I feel like I might throw up. Mama takes out a cigarette and lights it.
“You have got to be more careful, Evalene. You wanna do adult things, but they got adult consequences.”
“Okay, Mama. I promise you I will be more careful. I’ll… make sure he uses ’em.”
She takes a deep inhale, and her leg starts bouncing, a nervous signal. “Love can make a normal person act stupid, but it’s a whole other thing with people like us. Has your grandmother talked to you about love and Jubilation?”
“Love? Definitely not.”
“Yeah, that’s what I figured. You know how if you’re fryin’ somethin’ and a grease fire starts, the worst thing you can do is throw water on it?”
I nod.
“If love was a grease fire, Jubilation would be a kettle of water thrown on top.”
“But everybody feels love. I love you and you love me. Are you sayin’ that’s bad?”
“Not that kinda love, baby. It’s the kind you feel for a man that gets us in trouble. The things we can do require clear judgment. Love muddies the waters.”
“Well, what can I do? I can’t just never feel love,” I say.

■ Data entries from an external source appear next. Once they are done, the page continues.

//! FIFO trade pairing and performance analytics
//!
//! Each SELL closes the oldest still-open BUY of the same account. Trades are
//! ordered by timestamp, ties broken by sequence number.

use serde::{Deserialize, Serialize};
use std::collections::VecDeque;
use tracing::error;

use super::TradeRecord;
use crate::error::{EngineError, EngineResult};
use crate::types::TradeAction;

/// One closed round trip
#[derive(Debug, Clone, PartialEq, Serialize, Deserialize)]
pub struct TradePair {
    pub buy: TradeRecord,
    pub sell: TradeRecord,
}

impl TradePair {
    /// Gross P/L in cash, before fees
    pub fn profit_loss(&self) -> f64 {
        self.sell.total_value - self.buy.total_value
    }

    /// `(sellTotal - buyTotal) / buyTotal * 100`
    pub fn profit_loss_percent(&self) -> f64 {
        if self.buy.total_value <= 0.0 {
            return 0.0;
        }
        self.profit_loss() / self.buy.total_value * 100.0
    }

    pub fn is_win(&self) -> bool {
        self.profit_loss() > 0.0
    }
}

/// Result of pairing a trade history
#[derive(Debug, Clone, Default, PartialEq)]
pub struct Pairing {
    pub pairs: Vec<TradePair>,
    /// Buys not yet closed, oldest first
    pub open_buys: Vec<TradeRecord>,
}

/// Pair every SELL with the oldest unmatched BUY
pub fn pair_trades(trades: &[TradeRecord]) -> EngineResult<Pairing> {
    let mut ordered: Vec<&TradeRecord> = trades.iter().collect();
    ordered.sort_by(|a, b| {
        a.timestamp
            .cmp(&b.timestamp)
            .then(a.sequence.cmp(&b.sequence))
    });

    let mut open: VecDeque<&TradeRecord> = VecDeque::new();
    let mut pairs = Vec::new();

    for trade in ordered {
        match trade.action {
            TradeAction::Buy => open.push_back(trade),
            TradeAction::Sell => match open.pop_front() {
                Some(buy) => pairs.push(TradePair {
                    buy: buy.clone(),
                    sell: trade.clone(),
                }),
                None => {
                    error!(
                        sequence = trade.sequence,
                        session = %trade.session_id,
                        "🚨 SELL without an open BUY, FIFO queue out of sync"
                    );
                    return Err(EngineError::InvariantViolation(format!(
                        "sell #{} has no open buy to pair with",
                        trade.sequence
                    )));
                }
            },
        }
    }

    Ok(Pairing {
        pairs,
        open_buys: open.into_iter().cloned().collect(),
    })
}

/// Aggregate analytics for one account
#[derive(Debug, Clone, Default, PartialEq, Serialize, Deserialize)]
pub struct PerformanceSummary {
    pub pairs: usize,
    pub wins: usize,
    /// Fraction of pairs with positive P/L (0-1)
    pub success_rate: f64,
    /// Sum of paired P/L before fees
    pub gross_profit_loss: f64,
    pub total_buy_volume: f64,
    pub total_sell_volume: f64,
    /// `fee_rate * (buy volume + sell volume)`
    pub fees: f64,
    pub net_profit_loss: f64,
    pub open_buys: usize,
}

/// Pair the history and compute fee-adjusted results
pub fn summarize(trades: &[TradeRecord], fee_rate: f64) -> EngineResult<PerformanceSummary> {
    let pairing = pair_trades(trades)?;

    let wins = pairing.pairs.iter().filter(|p| p.is_win()).count();
    let gross_profit_loss: f64 = pairing.pairs.iter().map(TradePair::profit_loss).sum();

    let volume = |action: TradeAction| -> f64 {
        trades
            .iter()
            .filter(|t| t.action == action)
            .map(|t| t.total_value)
            .sum()
    };
    let total_buy_volume = volume(TradeAction::Buy);
    let total_sell_volume = volume(TradeAction::Sell);
    let fees = fee_rate * (total_buy_volume + total_sell_volume);

    let success_rate = if pairing.pairs.is_empty() {
        0.0
    } else {
        wins as f64 / pairing.pairs.len() as f64
    };

    Ok(PerformanceSummary {
        pairs: pairing.pairs.len(),
        wins,
        success_rate,
        gross_profit_loss,
        total_buy_volume,
        total_sell_volume,
        fees,
        net_profit_loss: gross_profit_loss - fees,
        open_buys: pairing.open_buys.len(),
    })
}
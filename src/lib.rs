//! TradeGate Library
//!
//! Pattern/correlation decision engine for a single traded asset:
//! pattern detection, multi-factor correlation against reference
//! instruments, a cost-aware advisor gate, and a per-account position
//! state machine with FIFO trade accounting.

pub mod advisor;
pub mod config;
pub mod correlator;
pub mod engine;
pub mod error;
pub mod execution;
pub mod gate;
pub mod history;
pub mod patterns;
pub mod persistence;
pub mod position;
pub mod types;

pub use engine::{CycleOutcome, TradingEngine};
pub use error::{EngineError, EngineResult};
#[cfg(test)]
mod tests {
    use super::*;
    use chrono::Duration;

    fn temp_data_dir(test_name: &str) -> PathBuf {
        std::env::temp_dir().join(format!("tradegate_persistence_{}_{}", test_name, Uuid::new_v4()))
    }

    fn record(minutes: i64, patterns: Vec<PatternType>, action: Suggestion) -> DecisionRecord {
        DecisionRecord {
            timestamp: Utc::now() + Duration::minutes(minutes),
            account_id: "acct-1".to_string(),
            price: 100.0,
            pattern_types: patterns,
            pattern_confidence: 75.0,
            suggestion: action,
            confidence_boost: 0.0,
            manipulation_type: ManipulationType::None,
            route: DecisionRoute::Fallback,
            action,
            confidence: 60.0,
            executed: false,
            reasoning: "test".to_string(),
        }
    }

    #[test]
    fn similar_returns_newest_overlapping_records() {
        let log = MemoryDecisionLog::default();
        log.append(record(0, vec![PatternType::ConsecutiveDrops], Suggestion::Sell))
            .unwrap();
        log.append(record(1, vec![PatternType::SuddenSpike], Suggestion::Sell))
            .unwrap();
        log.append(record(
            2,
            vec![PatternType::BottomReversal, PatternType::ConsecutiveDrops],
            Suggestion::Buy,
        ))
        .unwrap();

        let similar = log.similar(&[PatternType::ConsecutiveDrops], 10);
        assert_eq!(similar.len(), 2);
        assert_eq!(similar[0].action, Suggestion::Buy);
        assert_eq!(similar[1].action, Suggestion::Sell);

        assert_eq!(log.similar(&[PatternType::ConsecutiveDrops], 1).len(), 1);
        assert!(log.similar(&[], 10).is_empty());
        assert!(log.similar(&[PatternType::Recovery], 10).is_empty());
    }

    #[test]
    fn memory_log_evicts_oldest_past_capacity() {
        let log = MemoryDecisionLog::new(2);
        for i in 0..3 {
            log.append(record(i, vec![PatternType::Recovery], Suggestion::Buy))
                .unwrap();
        }
        assert_eq!(log.len(), 2);
    }

    #[test]
    fn csv_log_survives_reopen() {
        let data_dir = temp_data_dir("decisions");
        {
            let log = CsvDecisionLog::open(&data_dir, 100).unwrap();
            log.append(record(
                0,
                vec![PatternType::BottomReversal, PatternType::Manipulation],
                Suggestion::Buy,
            ))
            .unwrap();
            log.append(record(1, Vec::new(), Suggestion::Hold)).unwrap();
        }

        let reopened = CsvDecisionLog::open(&data_dir, 100).unwrap();
        assert_eq!(reopened.len(), 2);
        let similar = reopened.similar(&[PatternType::Manipulation], 5);
        assert_eq!(similar.len(), 1);
        assert_eq!(
            similar[0].pattern_types,
            vec![PatternType::BottomReversal, PatternType::Manipulation]
        );

        let content = fs::read_to_string(reopened.path()).unwrap();
        assert_eq!(content.lines().filter(|l| l.starts_with("timestamp")).count(), 1);

        let _ = fs::remove_dir_all(&data_dir);
    }

    #[test]
    fn journal_filters_by_account() {
        let data_dir = temp_data_dir("journal");
        let journal = TradeJournal::open(&data_dir).unwrap();
        let trade = TradeRecord {
            action: TradeAction::Buy,
            quantity: 0.5,
            unit_price: 100.0,
            total_value: 50.0,
            fee_amount: 0.5,
            confidence: 80.0,
            timestamp: Utc::now(),
            session_id: Uuid::new_v4(),
            sequence: 1,
        };
        journal.record(&AccountId::new("a"), &trade).unwrap();
        journal.record(&AccountId::new("b"), &trade).unwrap();

        let loaded = journal.load(&AccountId::new("a")).unwrap();
        assert_eq!(loaded, vec![trade]);
        assert!(journal.load(&AccountId::new("c")).unwrap().is_empty());

        let _ = fs::remove_dir_all(&data_dir);
    }
}
#[cfg(test)]
mod tests {
    use super::*;
    use crate::advisor::{DisabledAdvisor, MockAdvisor};
    use crate::execution::PaperExecutor;
    use crate::gate::ManualClock;
    use crate::types::Suggestion;
    use chrono::Duration;

    fn engine(advisor: Arc<dyn Advisor>, clock: Arc<ManualClock>) -> TradingEngine {
        let config = AppConfig::default();
        let executor = Arc::new(PaperExecutor::new(
            AccountBalances {
                cash: 1000.0,
                asset: 0.0,
            },
            config.account.fee_rate,
        ));
        TradingEngine::new(&config, advisor, executor, clock)
    }

    fn feed(engine: &TradingEngine, clock: &ManualClock, start: DateTime<Utc>, prices: &[f64]) {
        for (i, p) in prices.iter().enumerate() {
            let ts = start + Duration::minutes(i as i64);
            engine.ingest_tick(*p, ts);
            clock.set(ts);
        }
    }

    #[tokio::test]
    async fn disabled_engine_does_nothing() {
        let clock = Arc::new(ManualClock::new(Utc::now()));
        let engine = engine(Arc::new(DisabledAdvisor), clock);
        engine.set_enabled(false);
        let outcome = engine.run_cycle(&AccountId::new("a")).await.unwrap();
        assert_eq!(outcome, CycleOutcome::Disabled);
        assert!(engine.decisions().is_empty());
    }

    #[tokio::test]
    async fn empty_history_is_skipped() {
        let clock = Arc::new(ManualClock::new(Utc::now()));
        let engine = engine(Arc::new(DisabledAdvisor), clock);
        let outcome = engine.run_cycle(&AccountId::new("a")).await.unwrap();
        assert!(matches!(outcome, CycleOutcome::Skipped { .. }));
    }

    #[test]
    fn reentrant_cycle_is_refused_until_guard_drops() {
        let clock = Arc::new(ManualClock::new(Utc::now()));
        let engine = engine(Arc::new(DisabledAdvisor), clock);
        let account = AccountId::new("a");

        let first = engine.claim_cycle(&account).unwrap();
        assert!(first.is_some());
        assert!(engine.claim_cycle(&account).unwrap().is_none());
        // Other accounts are independent
        assert!(engine.claim_cycle(&AccountId::new("b")).unwrap().is_some());

        drop(first);
        assert!(engine.claim_cycle(&account).unwrap().is_some());
    }

    #[tokio::test]
    async fn flat_market_abstains_and_is_logged() {
        let mut advisor = MockAdvisor::new();
        advisor.expect_advise().never();
        let clock = Arc::new(ManualClock::new(Utc::now()));
        let engine = engine(Arc::new(advisor), clock.clone());
        feed(&engine, &clock, Utc::now(), &[100.0; 8]);

        let outcome = engine.run_cycle(&AccountId::new("a")).await.unwrap();
        let CycleOutcome::Abstained(decision) = outcome else {
            panic!("expected abstain, got {:?}", outcome);
        };
        assert_eq!(decision.route, DecisionRoute::Abstain);
        assert_eq!(engine.decisions().len(), 1);
    }

    #[tokio::test]
    async fn fallback_sell_without_position_is_rejected() {
        // Advisor down, strong organic drop: fallback SELL, but no session exists
        let clock = Arc::new(ManualClock::new(Utc::now()));
        let engine = engine(Arc::new(DisabledAdvisor), clock.clone());
        feed(
            &engine,
            &clock,
            Utc::now(),
            &[100.0, 99.0, 98.0, 97.0, 96.0, 95.0],
        );

        let account = AccountId::new("a");
        let outcome = engine.run_cycle(&account).await.unwrap();
        match &outcome {
            CycleOutcome::Rejected { decision, .. } => {
                assert_eq!(decision.route, DecisionRoute::Fallback);
                assert_eq!(decision.action, Suggestion::Sell);
            }
            other => panic!("expected rejected sell, got {:?}", other),
        }
        assert!(engine.positions().state(&account).is_none());

        let logged = engine
            .decisions()
            .similar(&[crate::patterns::PatternType::ConsecutiveDrops], 5);
        assert_eq!(logged.len(), 1);
        assert!(!logged[0].executed);
    }

    #[tokio::test]
    async fn auto_trading_off_never_escalates() {
        let mut advisor = MockAdvisor::new();
        advisor.expect_advise().never();
        let clock = Arc::new(ManualClock::new(Utc::now()));
        let engine = engine(Arc::new(advisor), clock.clone());
        let account = AccountId::new("manual");
        engine
            .register_account(
                account.clone(),
                AccountSettings {
                    auto_trading_enabled: false,
                    ..AccountSettings::default()
                },
            )
            .unwrap();
        feed(
            &engine,
            &clock,
            Utc::now(),
            &[100.0, 99.0, 98.0, 97.0, 96.0, 95.0],
        );

        // Strong organic drop that would otherwise escalate
        let outcome = engine.run_cycle(&account).await.unwrap();
        let CycleOutcome::Abstained(decision) = &outcome else {
            panic!("expected abstain, got {:?}", outcome);
        };
        assert_eq!(decision.route, DecisionRoute::Abstain);
        assert!(decision.reasoning.contains("auto trading disabled"));
        assert!(decision.adjusted_confidence >= 70.0);
        assert!(engine.gate.last_advisor_call(&account).is_none());
        assert!(engine.positions().trades(&account).is_empty());
        assert_eq!(engine.decisions().len(), 1);
    }

    #[test]
    fn invalid_account_settings_are_refused() {
        let clock = Arc::new(ManualClock::new(Utc::now()));
        let engine = engine(Arc::new(DisabledAdvisor), clock);
        let err = engine
            .register_account(
                AccountId::new("bad"),
                AccountSettings {
                    min_confidence: 20.0,
                    ..AccountSettings::default()
                },
            )
            .unwrap_err();
        assert!(matches!(err, EngineError::Config(_)));
    }
}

Her leg starts bouncin’ faster.
“No. But you can see Clay less often.”
Before I have a second to think on that, I’m already shaking my head no. My body won’t even give me the chance to lie. The last thing I wanna do in this life is see less of Clay. If I could be with him twenty-four hours a day, I bet I’d want twenty-five.
She studies me for a minute. She’s tryna speak, to say things she can’t out loud. She’s not doin’ such a great job, since she rarely uses her skills, but I hear her. She’s pleadin’ with me. She wants me to let Clay go. She thinks we’ll both be better off.
I answer her back, and I ain’t defiant about it at all. I’m sorry about it. I know she wants what’s best for me, but I love him too much to let him go.
Tears fill her eyes. “You’re as stubborn as I am. We are all the same. Why do we keep on makin’ the same damn mistakes?”
I don’t know what she means by that, but I refuse to believe that lovin’ Clay is a mistake.
In any case, all I want right now is to put her mind at ease. I know she’ll worry about me no matter what, but I need her to know that I’m not a walking time bomb. So I reach out and hold her hand.
“I’m fine, Mama,” I say. “Grammie Atti says I’m gettin’ good at jubin’. She’s taught me a lot. Trust me: I know what I’m doin’. I swear I do.” I say it with as much conviction as I can summon, so I can convince her and myself.
She dabs at the tears in her eyes and takes another long drag. The ash on her cigarette is growin’ long, and I wanna find her an ashtray before it falls, but I feel like I can’t move. Mama ain’t lettin’ me move.
“The next time you feel the urge to hurt someone or… worse? Do me a favor. Run as fast as you can and put your target out of your mind as fast as you can. No matter who they are or what they done. And then you pray. This is my prayer: ‘I am a child of God. I am not ugly. I will do no harm.’ Use it, or you can make up your own.”
I squint, tryna picture this scenario. I wanna harm somebody so I run, try to put ’em outta my mind, and then I pray? This doesn’t seem very practical to me.
“Doin’ that works?” I ask.
She smiles sadly. “Doin’ that helps.”
I can’t imagine runnin’ off and prayin’ the next time I see Virgil. It’s weak.
“Have you ever wondered why me and your daddy ain’t together no more?”
“Cuz he went to prison.”
She sucks her teeth and waves me away. The ash misses my bedspread and drops to the hardwood floor. I watch it closely to be sure it holds no embers.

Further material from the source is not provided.